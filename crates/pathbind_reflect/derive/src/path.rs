//! Paths into `pathbind_reflect` used by generated code.

use proc_macro2::TokenStream;
use quote::quote;

/// Get the access path to the `pathbind_reflect` crate.
///
/// 1. For crates that depend on `pathbind_reflect`, returns `::pathbind_reflect`.
/// 2. For crates that depend on `pathbind`, returns `::pathbind::reflect`.
/// 3. Otherwise returns `::pathbind_reflect`.
///
/// This reads the caller's manifest, so it is called once per derive.
pub(crate) fn pathbind_reflect() -> syn::Path {
    pathbind_macro_utils::Manifest::shared(|manifest| manifest.get_crate_path("pathbind_reflect"))
}

#[inline]
pub(crate) fn reflect_(krate: &syn::Path) -> TokenStream {
    quote! { #krate::Reflect }
}

#[inline]
pub(crate) fn info_(krate: &syn::Path) -> TokenStream {
    quote! { #krate::info }
}

#[inline]
pub(crate) fn ops_(krate: &syn::Path) -> TokenStream {
    quote! { #krate::ops }
}

#[inline]
pub(crate) fn registry_(krate: &syn::Path) -> TokenStream {
    quote! { #krate::registry }
}

/// `TypePath` for a non-generic type.
pub(crate) fn impl_type_path(krate: &syn::Path, ident: &syn::Ident) -> TokenStream {
    let info_ = info_(krate);
    let name = ident.to_string();
    quote! {
        impl #info_::TypePath for #ident {
            #[inline]
            fn type_path() -> &'static str {
                ::core::concat!(::core::module_path!(), "::", #name)
            }

            #[inline]
            fn type_name() -> &'static str {
                #name
            }
        }
    }
}

/// The common part of `Reflect`, everything except the kind dispatch.
pub(crate) fn reflect_common(krate: &syn::Path) -> TokenStream {
    let reflect_ = reflect_(krate);
    quote! {
        #[inline]
        fn as_reflect(&self) -> &dyn #reflect_ {
            self
        }

        #[inline]
        fn as_reflect_mut(&mut self) -> &mut dyn #reflect_ {
            self
        }

        #[inline]
        fn into_reflect(self: ::std::boxed::Box<Self>) -> ::std::boxed::Box<dyn #reflect_> {
            self
        }

        #[inline]
        fn set(
            &mut self,
            value: ::std::boxed::Box<dyn #reflect_>,
        ) -> ::core::result::Result<(), ::std::boxed::Box<dyn #reflect_>> {
            *self = value.take::<Self>()?;
            ::core::result::Result::Ok(())
        }
    }
}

▶ **Instructions for the task**
Please tally each line in the material above that contains "static", and let the number be your entire reply.

▶ **Task solution**
2